The only tears shed at the impeachment hearing were by a legislator — for Sanford’s family.

“I can only imagine the pain that they have endured and will continue to endure,” said a sobbing state Rep. Jenny Horne.

Sanford has been under scrutiny for months. Probes of his travel and campaign spending led to more than three dozen state ethics charges and the potential for $74,000 in fines. The state attorney general is reviewing the charges to see if they merit criminal prosecution.

Only eight U.S. governors have been removed by impeachment, and the only two in the last 80 years each faced criminal charges.

Horne said an indictment would have made a Sanford impeachment easy.

Instead, legislators were left with a mix of lesser wrongs:

— Sanford admitting he’d led staff to believe he’d be hiking the Appalachian Trail when he was with Chapur.

— A taxpayer-paid trip to Buenos Aires a year earlier that lawmakers saw as dubious.
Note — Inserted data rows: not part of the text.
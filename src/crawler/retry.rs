//! Retry logic with a fixed delay
//!
//! Every URL gets a bounded number of sequential fetch attempts. A reported
//! failure and a raised fetch error are handled alike: wait the fixed delay,
//! then try again, until an attempt succeeds or the attempts run out.

use crate::config::CrawlerConfig;
use crate::crawler::fetcher::{FetchError, FetchResponse};
use std::future::Future;
use std::time::Duration;
use thiserror::Error;
use tokio_util::sync::CancellationToken;

/// Terminal failure for one URL
#[derive(Debug, Clone, Error, PartialEq, Eq)]
pub enum PageFetchError {
    #[error("{url} failed after {attempts} attempts: {last_error}")]
    Exhausted {
        url: String,
        attempts: u32,
        last_error: String,
    },

    #[error("{url} cancelled after {attempts} attempts")]
    Cancelled { url: String, attempts: u32 },
}

/// Successful fetch together with the number of attempts it took
#[derive(Debug, Clone, PartialEq, Eq)]
pub struct FetchedPage {
    pub response: FetchResponse,
    pub attempts: u32,
}

/// Bounded retries with a fixed (non-exponential) delay
#[derive(Debug, Clone, Copy, PartialEq, Eq)]
pub struct RetryPolicy {
    max_attempts: u32,
    delay: Duration,
}

impl Default for RetryPolicy {
    fn default() -> Self {
        Self::new(3, Duration::from_secs(2))
    }
}

impl RetryPolicy {
    /// Creates a policy; `max_attempts` below 1 is raised to 1
    pub fn new(max_attempts: u32, delay: Duration) -> Self {
        Self {
            max_attempts: max_attempts.max(1),
            delay,
        }
    }

    pub fn from_config(config: &CrawlerConfig) -> Self {
        Self::new(config.max_retries, Duration::from_millis(config.retry_delay_ms))
    }

    pub fn max_attempts(&self) -> u32 {
        self.max_attempts
    }

    pub fn delay(&self) -> Duration {
        self.delay
    }

    /// Runs `attempt` until it succeeds or the attempts are used up
    ///
    /// `attempt` receives the 1-based attempt number. Attempts are strictly
    /// sequential. Cancellation is observed only between attempts: an
    /// attempt already running always completes.
    ///
    /// # Returns
    ///
    /// * `Ok(FetchedPage)` - The first successful response
    /// * `Err(PageFetchError::Exhausted)` - Every attempt failed; carries the last error
    /// * `Err(PageFetchError::Cancelled)` - The run was cancelled while waiting to retry
    pub async fn run<F, Fut>(
        &self,
        url: &str,
        cancel: &CancellationToken,
        mut attempt: F,
    ) -> Result<FetchedPage, PageFetchError>
    where
        F: FnMut(u32) -> Fut,
        Fut: Future<Output = Result<FetchResponse, FetchError>>,
    {
        let mut attempts = 0;

        loop {
            attempts += 1;

            let last_error = match attempt(attempts).await {
                Ok(response) if response.success => {
                    if attempts > 1 {
                        tracing::info!(url, attempts, "Fetch succeeded after retry");
                    }
                    return Ok(FetchedPage { response, attempts });
                }
                Ok(response) => response
                    .error_message
                    .unwrap_or_else(|| "Unknown error".to_string()),
                Err(e) => e.to_string(),
            };

            if attempts >= self.max_attempts {
                tracing::error!(
                    url,
                    attempts,
                    error = %last_error,
                    "Failed to fetch after all retry attempts"
                );
                return Err(PageFetchError::Exhausted {
                    url: url.to_string(),
                    attempts,
                    last_error,
                });
            }

            tracing::warn!(
                url,
                attempt = attempts,
                max_attempts = self.max_attempts,
                delay_ms = self.delay.as_millis() as u64,
                error = %last_error,
                "Fetch failed, retrying"
            );

            tokio::select! {
                biased;
                _ = cancel.cancelled() => {
                    return Err(PageFetchError::Cancelled {
                        url: url.to_string(),
                        attempts,
                    });
                }
                _ = tokio::time::sleep(self.delay) => {}
            }
        }
    }
}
Sanford said it was then the affair became physical.

— State planes used for political and personal purposes.

— Sanford left the state with no one clearly in charge.

“We can’t impeach for hypocrisy. We can’t impeach for arrogance. We can’t impeach an officeholder for his lack of leadership skills,” said Rep. James Harrison, the Columbia Republican who headed the panel.

A proposed bill filed Wednesday would define the chain of command should a governor go missing again. The bill would put the lieutenant governor in charge during a public emergency if the governor is out of state and has been out of touch for 12 hours.

The impeachment resolution that failed still goes to the House Judiciary Committee for consideration next week. But state Rep. Greg Delleney, who sponsored the measure and was the lone vote for impeachment, said it would be difficult to pass.

“The political will is just not there,” Delleney said.

Associated Press writer Bruce Smith in Charleston contributed to this report.